### EXERCISE
Copy each line of the records below, from the first through the one that contains "assigned to a grievance.", exactly as written.
+ + + +
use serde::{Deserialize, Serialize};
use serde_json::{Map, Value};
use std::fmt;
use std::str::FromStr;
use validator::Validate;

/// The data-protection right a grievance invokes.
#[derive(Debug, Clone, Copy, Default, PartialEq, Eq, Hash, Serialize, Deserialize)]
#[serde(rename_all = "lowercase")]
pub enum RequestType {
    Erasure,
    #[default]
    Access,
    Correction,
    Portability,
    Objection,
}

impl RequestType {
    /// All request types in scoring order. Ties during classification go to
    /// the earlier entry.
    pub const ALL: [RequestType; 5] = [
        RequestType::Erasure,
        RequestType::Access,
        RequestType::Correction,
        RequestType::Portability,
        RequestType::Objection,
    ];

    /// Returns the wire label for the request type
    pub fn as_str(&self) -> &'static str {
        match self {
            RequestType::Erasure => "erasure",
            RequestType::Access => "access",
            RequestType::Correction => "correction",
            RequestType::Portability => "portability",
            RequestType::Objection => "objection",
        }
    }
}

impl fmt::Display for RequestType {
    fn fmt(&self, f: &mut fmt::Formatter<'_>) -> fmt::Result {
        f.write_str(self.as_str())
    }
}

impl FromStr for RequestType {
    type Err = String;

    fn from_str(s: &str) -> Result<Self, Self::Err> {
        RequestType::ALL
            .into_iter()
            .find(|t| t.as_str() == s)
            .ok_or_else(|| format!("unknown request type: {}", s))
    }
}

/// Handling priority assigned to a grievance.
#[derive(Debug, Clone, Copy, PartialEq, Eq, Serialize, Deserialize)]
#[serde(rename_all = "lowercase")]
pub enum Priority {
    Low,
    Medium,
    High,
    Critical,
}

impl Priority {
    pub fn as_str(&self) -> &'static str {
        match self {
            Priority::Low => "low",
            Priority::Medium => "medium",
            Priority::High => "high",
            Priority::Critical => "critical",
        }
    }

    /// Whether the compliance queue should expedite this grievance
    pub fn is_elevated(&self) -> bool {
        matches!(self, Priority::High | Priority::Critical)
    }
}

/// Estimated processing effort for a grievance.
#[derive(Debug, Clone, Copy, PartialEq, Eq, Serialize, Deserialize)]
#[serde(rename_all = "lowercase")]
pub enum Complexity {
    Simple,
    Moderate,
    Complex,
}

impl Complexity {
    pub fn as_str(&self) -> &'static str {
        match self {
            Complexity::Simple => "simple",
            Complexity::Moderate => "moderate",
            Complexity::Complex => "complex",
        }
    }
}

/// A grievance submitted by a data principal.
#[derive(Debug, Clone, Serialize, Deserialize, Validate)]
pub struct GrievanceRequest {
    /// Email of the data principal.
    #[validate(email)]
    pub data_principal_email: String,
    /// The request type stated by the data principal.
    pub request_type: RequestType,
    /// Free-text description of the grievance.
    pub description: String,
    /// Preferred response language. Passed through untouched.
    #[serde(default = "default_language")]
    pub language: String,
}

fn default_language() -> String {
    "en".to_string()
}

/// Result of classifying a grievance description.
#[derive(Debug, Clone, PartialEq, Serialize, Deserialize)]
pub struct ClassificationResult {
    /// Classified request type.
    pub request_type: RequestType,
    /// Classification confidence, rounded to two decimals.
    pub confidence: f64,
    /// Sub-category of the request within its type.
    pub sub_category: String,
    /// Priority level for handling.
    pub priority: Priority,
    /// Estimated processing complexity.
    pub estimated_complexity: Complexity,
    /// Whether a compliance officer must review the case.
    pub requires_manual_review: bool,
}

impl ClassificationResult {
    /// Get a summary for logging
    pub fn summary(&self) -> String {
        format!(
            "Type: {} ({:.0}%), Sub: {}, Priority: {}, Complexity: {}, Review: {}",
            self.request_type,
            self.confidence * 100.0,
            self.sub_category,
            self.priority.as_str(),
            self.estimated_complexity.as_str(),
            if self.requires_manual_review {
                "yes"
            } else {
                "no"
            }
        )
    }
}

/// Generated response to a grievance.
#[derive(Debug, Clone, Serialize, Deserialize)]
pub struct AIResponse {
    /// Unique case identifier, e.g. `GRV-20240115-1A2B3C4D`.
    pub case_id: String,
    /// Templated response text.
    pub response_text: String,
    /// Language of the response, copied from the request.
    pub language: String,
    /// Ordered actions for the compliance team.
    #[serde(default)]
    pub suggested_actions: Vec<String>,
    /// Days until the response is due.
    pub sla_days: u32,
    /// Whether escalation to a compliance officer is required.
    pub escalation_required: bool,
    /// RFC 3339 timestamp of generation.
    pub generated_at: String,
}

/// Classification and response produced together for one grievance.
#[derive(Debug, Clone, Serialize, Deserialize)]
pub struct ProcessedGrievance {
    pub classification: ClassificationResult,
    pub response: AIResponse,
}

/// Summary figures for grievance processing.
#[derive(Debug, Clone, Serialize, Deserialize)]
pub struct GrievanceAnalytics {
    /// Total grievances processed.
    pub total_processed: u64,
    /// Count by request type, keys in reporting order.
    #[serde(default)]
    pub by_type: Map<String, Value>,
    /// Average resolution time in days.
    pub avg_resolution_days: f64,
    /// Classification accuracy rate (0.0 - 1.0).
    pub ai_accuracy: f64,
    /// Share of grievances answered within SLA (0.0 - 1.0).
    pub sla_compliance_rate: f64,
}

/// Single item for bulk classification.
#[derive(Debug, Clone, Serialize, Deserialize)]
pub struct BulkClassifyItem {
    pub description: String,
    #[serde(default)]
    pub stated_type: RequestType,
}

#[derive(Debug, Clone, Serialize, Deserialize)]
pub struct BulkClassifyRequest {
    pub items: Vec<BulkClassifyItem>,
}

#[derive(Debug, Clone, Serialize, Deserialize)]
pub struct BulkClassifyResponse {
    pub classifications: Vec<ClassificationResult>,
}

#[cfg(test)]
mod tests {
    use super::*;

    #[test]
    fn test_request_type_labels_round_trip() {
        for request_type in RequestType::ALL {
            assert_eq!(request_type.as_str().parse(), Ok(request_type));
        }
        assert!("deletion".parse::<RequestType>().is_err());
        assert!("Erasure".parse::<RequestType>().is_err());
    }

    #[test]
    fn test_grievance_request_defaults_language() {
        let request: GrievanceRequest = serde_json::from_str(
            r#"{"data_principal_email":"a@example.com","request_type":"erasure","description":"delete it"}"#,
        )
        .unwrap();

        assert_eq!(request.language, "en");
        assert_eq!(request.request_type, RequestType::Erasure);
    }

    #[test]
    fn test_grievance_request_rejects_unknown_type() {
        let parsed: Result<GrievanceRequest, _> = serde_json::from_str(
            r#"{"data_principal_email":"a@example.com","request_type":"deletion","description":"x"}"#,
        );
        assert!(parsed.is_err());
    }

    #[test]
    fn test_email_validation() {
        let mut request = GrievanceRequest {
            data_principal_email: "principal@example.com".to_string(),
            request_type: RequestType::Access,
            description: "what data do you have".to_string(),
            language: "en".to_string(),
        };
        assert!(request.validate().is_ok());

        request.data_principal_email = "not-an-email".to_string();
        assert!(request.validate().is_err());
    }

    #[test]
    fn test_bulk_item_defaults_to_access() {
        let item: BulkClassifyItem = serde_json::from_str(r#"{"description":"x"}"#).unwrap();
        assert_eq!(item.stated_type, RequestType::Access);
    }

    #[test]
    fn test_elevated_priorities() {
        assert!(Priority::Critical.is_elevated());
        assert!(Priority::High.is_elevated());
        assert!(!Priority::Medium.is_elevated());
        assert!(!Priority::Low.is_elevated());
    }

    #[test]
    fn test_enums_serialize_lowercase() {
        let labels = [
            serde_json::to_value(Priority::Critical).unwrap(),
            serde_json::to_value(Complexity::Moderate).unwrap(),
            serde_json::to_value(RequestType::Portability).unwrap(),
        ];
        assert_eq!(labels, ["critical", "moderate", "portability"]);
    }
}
+ + + +
### WRITTEN RESPONSE
use serde::{Deserialize, Serialize};
use serde_json::{Map, Value};
use std::fmt;
use std::str::FromStr;
use validator::Validate;

/// The data-protection right a grievance invokes.
#[derive(Debug, Clone, Copy, Default, PartialEq, Eq, Hash, Serialize, Deserialize)]
#[serde(rename_all = "lowercase")]
pub enum RequestType {
    Erasure,
    #[default]
    Access,
    Correction,
    Portability,
    Objection,
}

impl RequestType {
    /// All request types in scoring order. Ties during classification go to
    /// the earlier entry.
    pub const ALL: [RequestType; 5] = [
        RequestType::Erasure,
        RequestType::Access,
        RequestType::Correction,
        RequestType::Portability,
        RequestType::Objection,
    ];

    /// Returns the wire label for the request type
    pub fn as_str(&self) -> &'static str {
        match self {
            RequestType::Erasure => "erasure",
            RequestType::Access => "access",
            RequestType::Correction => "correction",
            RequestType::Portability => "portability",
            RequestType::Objection => "objection",
        }
    }
}

impl fmt::Display for RequestType {
    fn fmt(&self, f: &mut fmt::Formatter<'_>) -> fmt::Result {
        f.write_str(self.as_str())
    }
}

impl FromStr for RequestType {
    type Err = String;

    fn from_str(s: &str) -> Result<Self, Self::Err> {
        RequestType::ALL
            .into_iter()
            .find(|t| t.as_str() == s)
            .ok_or_else(|| format!("unknown request type: {}", s))
    }
}

/// Handling priority assigned to a grievance.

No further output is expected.